Рождение советских сюжетов. Типология отечественной драмы 1920–х — начала 1930–х годов | страница 20



Жизнь коммуниста принадлежит не ему. И в пьесах появляются поразительные формулы не просто самоотречения, а добровольного самостирания человека.

{37} Коммунист Сергей, не могущий простить любимой жене ее веру в бога, держится из последних сил: «… в голове туман, и глаза застилает <…> и в ногах слабость… Совладать с собой надо. <…> Все бьются за новую жизнь, а если я поверну оглобли назад, то и все за мною. <…> Нет, Сергей, стой крепко! Как ты авангард, о себе нечего думать, а рассуждай, как лучше для пролетарского класса. <…> А что я? Единица, человек только, а за мной стоит класс.
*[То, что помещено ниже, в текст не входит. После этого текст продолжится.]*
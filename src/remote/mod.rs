//! Backend collaborator boundary.
//!
//! This module defines the query and response shapes exchanged with the
//! REST backend, and the `ListBackend` seam the list controller fetches
//! through. The HTTP implementation lives in `http`; one-off record
//! mutations live in `records`.

pub mod credentials;
pub mod error;
pub mod http;
pub mod records;

use std::collections::BTreeMap;
use std::future::Future;

use serde::{Deserialize, Serialize};
use serde_json::Value;

use crate::error::{LeadboardError, Result};

pub use credentials::{CredentialProvider, MemoryCredentials, NoCredentials};
pub use http::HttpBackend;
pub use records::{CallOutcome, CallRecord, LeadDraft};

/// Query parameter names owned by the list protocol. Filters may not use them.
pub const RESERVED_PARAMS: [&str; 2] = ["page", "search"];

/// One record as returned by the backend. The schema is backend-defined.
pub type RawItem = serde_json::Map<String, Value>;

/// Active filter values keyed by filter name.
///
/// Ordered so that two filter sets with the same entries compare, hash and
/// serialize identically. Empty values are never stored: setting a key to an
/// empty string removes it.
#[derive(Debug, Clone, Default, PartialEq, Eq, Hash, Serialize, Deserialize)]
#[serde(transparent)]
pub struct Filters(BTreeMap<String, String>);

impl Filters {
    pub fn new() -> Self {
        Self::default()
    }

    pub fn get(&self, key: &str) -> Option<&str> {
        self.0.get(key).map(String::as_str)
    }

    pub fn set(&mut self, key: impl Into<String>, value: impl Into<String>) {
        let key = key.into();
        let value = value.into();
        if value.trim().is_empty() {
            self.0.remove(&key);
        } else {
            self.0.insert(key, value);
        }
    }

    pub fn remove(&mut self, key: &str) -> Option<String> {
        self.0.remove(key)
    }

    pub fn iter(&self) -> impl Iterator<Item = (&str, &str)> {
        self.0.iter().map(|(k, v)| (k.as_str(), v.as_str()))
    }

    pub fn is_empty(&self) -> bool {
        self.0.is_empty()
    }

    pub fn len(&self) -> usize {
        self.0.len()
    }

    /// The entries whose key is listed in `keys`.
    pub fn subset(&self, keys: &[String]) -> Filters {
        self.0
            .iter()
            .filter(|(k, _)| keys.contains(k))
            .map(|(k, v)| (k.clone(), v.clone()))
            .collect()
    }
}

impl FromIterator<(String, String)> for Filters {
    fn from_iter<I: IntoIterator<Item = (String, String)>>(iter: I) -> Self {
        let mut filters = Filters::new();
        for (k, v) in iter {
            filters.set(k, v);
        }
        filters
    }
}

/// What the list controller asks the backend for.
#[derive(Debug, Clone, PartialEq, Eq, Hash)]
pub struct ListQuery {
    pub filters: Filters,
    /// 1-based page number
    pub page: u32,
    pub search_text: String,
}

impl Default for ListQuery {
    fn default() -> Self {
        Self {
            filters: Filters::new(),
            page: 1,
            search_text: String::new(),
        }
    }
}

impl ListQuery {
    pub fn new(filters: Filters, page: u32) -> Self {
        Self {
            filters,
            page: page.max(1),
            search_text: String::new(),
        }
    }

    pub fn with_search(mut self, text: impl Into<String>) -> Self {
        self.search_text = text.into();
        self
    }

    /// Query parameters in wire order: `page`, `search` (if any), then filters.
    pub fn to_query_pairs(&self) -> Vec<(String, String)> {
        let mut pairs = vec![("page".to_string(), self.page.to_string())];
        let search = self.search_text.trim();
        if !search.is_empty() {
            pairs.push(("search".to_string(), search.to_string()));
        }
        pairs.extend(self.filters.iter().map(|(k, v)| (k.to_string(), v.to_string())));
        pairs
    }

    /// Encode as a URL query string for persisting list state.
    pub fn to_query_string(&self) -> String {
        url::form_urlencoded::Serializer::new(String::new())
            .extend_pairs(self.to_query_pairs())
            .finish()
    }

    /// Restore a query persisted with `to_query_string`.
    ///
    /// A missing or unparsable page becomes 1.
    pub fn from_query_string(s: &str) -> Self {
        let s = s.trim().trim_start_matches('?');
        let mut query = ListQuery::default();

        for (key, value) in url::form_urlencoded::parse(s.as_bytes()) {
            match key.as_ref() {
                "page" => {
                    query.page = value.trim().parse::<u32>().unwrap_or(1).max(1);
                }
                "search" => query.search_text = value.into_owned(),
                _ => query.filters.set(key.into_owned(), value.into_owned()),
            }
        }

        query
    }

    /// Reject filter names that collide with protocol parameters.
    pub fn validate(&self) -> Result<()> {
        for (key, _) in self.filters.iter() {
            if key.trim().is_empty() {
                return Err(LeadboardError::InvalidQuery(
                    "filter name cannot be empty".to_string(),
                ));
            }
            if RESERVED_PARAMS.contains(&key) {
                return Err(LeadboardError::InvalidQuery(format!(
                    "'{key}' is reserved and cannot be used as a filter"
                )));
            }
        }
        Ok(())
    }
}

/// A validated backend page.
#[derive(Debug, Clone, PartialEq)]
pub struct RawPage {
    pub results: Vec<RawItem>,
    pub total_pages: u32,
    pub current_page: u32,
    pub count: Option<u64>,
}

fn read_u64(envelope: &serde_json::Map<String, Value>, keys: &[&str]) -> Option<u64> {
    keys.iter()
        .filter_map(|k| envelope.get(*k))
        .find_map(|v| match v {
            Value::Number(n) => n.as_u64(),
            Value::String(s) => s.trim().parse().ok(),
            _ => None,
        })
}

/// Read a page number or count that must fit in `u32`.
fn read_page_number(
    envelope: &serde_json::Map<String, Value>,
    keys: &[&str],
) -> Result<Option<u32>> {
    read_u64(envelope, keys)
        .map(|n| {
            u32::try_from(n).map_err(|_| {
                LeadboardError::Format(format!("'{}' value {n} is out of range", keys[0]))
            })
        })
        .transpose()
}

impl RawPage {
    /// Validate a response body.
    ///
    /// `results` must be an array of objects. Page count comes from
    /// `totalPages`, else from `count` and `page_size`, else from the
    /// presence of a `next` link.
    pub fn from_json(value: Value, requested_page: u32, page_size: Option<u32>) -> Result<Self> {
        let Value::Object(mut envelope) = value else {
            return Err(LeadboardError::Format(
                "expected a JSON object with a 'results' array".to_string(),
            ));
        };

        let results = match envelope.remove("results") {
            Some(Value::Array(items)) => items,
            Some(_) => {
                return Err(LeadboardError::Format(
                    "'results' is not an array".to_string(),
                ));
            }
            None => {
                return Err(LeadboardError::Format(
                    "missing 'results' array".to_string(),
                ));
            }
        };

        let results = results
            .into_iter()
            .enumerate()
            .map(|(i, item)| match item {
                Value::Object(map) => Ok(map),
                _ => Err(LeadboardError::Format(format!(
                    "result {i} is not an object"
                ))),
            })
            .collect::<Result<Vec<RawItem>>>()?;

        let count = read_u64(&envelope, &["count", "total"]);
        let current_page = read_page_number(&envelope, &["currentPage", "current_page"])?
            .filter(|p| *p >= 1)
            .unwrap_or(requested_page.max(1));
        let has_next = envelope.get("next").is_some_and(|v| !v.is_null());

        let derived = match (count, page_size) {
            (Some(count), Some(size)) if size > 0 => {
                let pages = count.div_ceil(u64::from(size));
                Some(u32::try_from(pages).map_err(|_| {
                    LeadboardError::Format(format!("'count' of {count} implies too many pages"))
                })?)
            }
            _ => None,
        };
        let total_pages = read_page_number(&envelope, &["totalPages", "total_pages"])?
            .or(derived)
            .unwrap_or_else(|| {
                if has_next {
                    current_page.saturating_add(1)
                } else if results.is_empty() {
                    0
                } else {
                    current_page
                }
            });

        Ok(Self {
            results,
            total_pages,
            current_page,
            count,
        })
    }
}

/// Source of list pages.
///
/// Implementations must be cheap to share across concurrently running
/// fetches; the list controller holds one behind an `Arc`.
pub trait ListBackend: Send + Sync + 'static {
    /// Fetch exactly one page of `resource` for `query`.
    fn fetch_page(
        &self,
        resource: &str,
        query: &ListQuery,
    ) -> impl Future<Output = Result<RawPage>> + Send;
}

#[cfg(test)]
mod tests {
    use super::*;
    use serde_json::json;

    #[test]
    fn test_filters_empty_value_removes() {
        let mut filters = Filters::new();
        filters.set("city", "Leeds");
        assert_eq!(filters.get("city"), Some("Leeds"));
        filters.set("city", "  ");
        assert!(filters.get("city").is_none());
        assert!(filters.is_empty());
    }

    #[test]
    fn test_filters_structural_equality_ignores_insert_order() {
        let mut a = Filters::new();
        a.set("city", "Leeds");
        a.set("category", "cafe");
        let mut b = Filters::new();
        b.set("category", "cafe");
        b.set("city", "Leeds");
        assert_eq!(a, b);
    }

    #[test]
    fn test_filters_subset() {
        let filters: Filters = [
            ("category".to_string(), "cafe".to_string()),
            ("city".to_string(), "Leeds".to_string()),
        ]
        .into_iter()
        .collect();
        let context = filters.subset(&["category".to_string()]);
        assert_eq!(context.len(), 1);
        assert_eq!(context.get("category"), Some("cafe"));
    }

    #[test]
    fn test_query_pairs_order_and_empty_search() {
        let mut filters = Filters::new();
        filters.set("category", "cafe");
        let query = ListQuery::new(filters, 2);
        assert_eq!(
            query.to_query_pairs(),
            vec![
                ("page".to_string(), "2".to_string()),
                ("category".to_string(), "cafe".to_string()),
            ]
        );

        let query = query.with_search(" joe ");
        assert_eq!(query.to_query_pairs()[1], ("search".to_string(), "joe".to_string()));
    }

    #[test]
    fn test_query_string_encoding() {
        let mut filters = Filters::new();
        filters.set("category", "cafe & bar");
        let query = ListQuery::new(filters, 3).with_search("joe's");
        insta::assert_snapshot!(query.to_query_string(), @"page=3&search=joe%27s&category=cafe+%26+bar");
    }

    #[test]
    fn test_query_string_restore() {
        let query = ListQuery::from_query_string("?page=4&search=joes&city=Leeds&postcode=LS1");
        assert_eq!(query.page, 4);
        assert_eq!(query.search_text, "joes");
        assert_eq!(query.filters.get("city"), Some("Leeds"));
        assert_eq!(query.filters.get("postcode"), Some("LS1"));
    }

    #[test]
    fn test_query_string_restore_bad_page_defaults_to_one() {
        assert_eq!(ListQuery::from_query_string("page=abc").page, 1);
        assert_eq!(ListQuery::from_query_string("page=0").page, 1);
        assert_eq!(ListQuery::from_query_string("").page, 1);
    }

    #[test]
    fn test_validate_rejects_reserved_filter() {
        let mut query = ListQuery::default();
        query.filters.set("page", "2");
        assert!(matches!(
            query.validate(),
            Err(LeadboardError::InvalidQuery(_))
        ));
    }

    #[test]
    fn test_raw_page_with_total_pages() {
        let page = RawPage::from_json(
            json!({"results": [{"id": 1, "shop_name": "Joe's Café"}], "totalPages": 3}),
            1,
            None,
        )
        .unwrap();
        assert_eq!(page.results.len(), 1);
        assert_eq!(page.total_pages, 3);
        assert_eq!(page.current_page, 1);
    }

    #[test]
    fn test_raw_page_derives_total_from_count() {
        let page = RawPage::from_json(
            json!({"results": [{"id": 1}], "count": 21, "current_page": 2}),
            2,
            Some(10),
        )
        .unwrap();
        assert_eq!(page.total_pages, 3);
        assert_eq!(page.current_page, 2);
        assert_eq!(page.count, Some(21));
    }

    #[test]
    fn test_raw_page_next_link_implies_another_page() {
        let page = RawPage::from_json(
            json!({"results": [{"id": 1}], "next": "https://api/shops/?page=2"}),
            1,
            None,
        )
        .unwrap();
        assert_eq!(page.total_pages, 2);
    }

    #[test]
    fn test_raw_page_next_link_on_last_representable_page() {
        let page = RawPage::from_json(
            json!({"results": [{"id": 1}], "currentPage": u32::MAX, "next": "x"}),
            1,
            None,
        )
        .unwrap();
        assert_eq!(page.current_page, u32::MAX);
        assert_eq!(page.total_pages, u32::MAX);
    }

    #[test]
    fn test_raw_page_out_of_range_numbers_are_format_errors() {
        for body in [
            json!({"results": [], "totalPages": 1_099_511_627_776_u64}),
            json!({"results": [], "currentPage": u64::MAX}),
        ] {
            let err = RawPage::from_json(body, 1, None).unwrap_err();
            assert!(matches!(err, LeadboardError::Format(_)), "got {err:?}");
        }

        let err = RawPage::from_json(json!({"results": [], "count": u64::MAX}), 1, Some(1))
            .unwrap_err();
        assert!(matches!(err, LeadboardError::Format(_)));
    }

    #[test]
    fn test_raw_page_empty_has_zero_pages() {
        let page = RawPage::from_json(json!({"results": []}), 1, None).unwrap();
        assert_eq!(page.total_pages, 0);
    }

    #[test]
    fn test_raw_page_missing_results_is_format_error() {
        let err = RawPage::from_json(json!({"detail": "ok"}), 1, None).unwrap_err();
        assert!(matches!(err, LeadboardError::Format(_)));

        let err = RawPage::from_json(json!({"results": {"id": 1}}), 1, None).unwrap_err();
        assert!(matches!(err, LeadboardError::Format(_)));

        let err = RawPage::from_json(json!([{"id": 1}]), 1, None).unwrap_err();
        assert!(matches!(err, LeadboardError::Format(_)));
    }

    #[test]
    fn test_raw_page_non_object_entry_is_format_error() {
        let err = RawPage::from_json(json!({"results": [{"id": 1}, 7]}), 1, None).unwrap_err();
        assert!(matches!(err, LeadboardError::Format(msg) if msg.contains("result 1")));
    }
}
Разве я могу жить для себя? <…> Считай так, что тебя нету, а делай то, что полезно для партии» [А. Воинова (Сант-Элли). «Акулина Петрова»; выделено нами — В. Г.].

Ему вторит преданный революции герой пьесы Д. Чижевского «Сусанна Борисовна» Мужичков: «Для дела у меня нет даже самого себя…»

Коммунисты управляют не только своими мыслями, чувствами, привязанностями, но и памятью.

Коммунист Федотов: «Можно думать либо о революции, либо о контрреволюции, других мыслей сейчас не бывает» (Ю. Олеша. «Список благодеяний»).

Коммунист Дараган любит Еву, но обещает ее мужу, коммунисту Адаму Красовскому, что больше ее любить не будет. «А раз обещал, я сделаю». И просит Красовского забыть об этом. Тот отвечает: «Ты обещал — ты сделаешь. Забуду» (М. Булгаков. «Адам и Ева»).

И, напротив, коммунист способен полюбить нечто, если того требует партия.

Коммунист Громов мечтал стать инженером, но остается в рядах Красной армии (Ф. Шишигин. «Два треугольника»). Начальник политотдела Майданов, с которым «сам товарищ Каганович» беседовал и которого «сняла партия» из Института Красной профессуры, объясняет: «Почему полюбил? Потому что нам это надо, колхозу нашему <…> заводу твоему — родине нашей».

Коммунисты сухи, рассудочны, эмоциям их не подчинить, даже если речь идет о женщине. Превыше всего они ставят долг перед партией — не перед семьей, детьми и уж, конечно, не перед собой. Чрезвычайно редко при этом они способны увидеть в собственной жертвенности не ими самими принятое решение.

У коммуниста Митина роман с женой начальника, но он оставляет ее, когда понимает, что это может помешать важной работе мужа, инженера Мерца. Приняв решение, Митин {38} сообщает женщине, что их связь — «прошлая чепуха» (Л. Никулин. «Инженер Мерц» («Высшая мера»)).

Расставаясь с мужем, партийка Ремизова объясняет причину: «Ты плохой общественник и никудышный инженер» (А. Зиновьев «Нейтралитет»).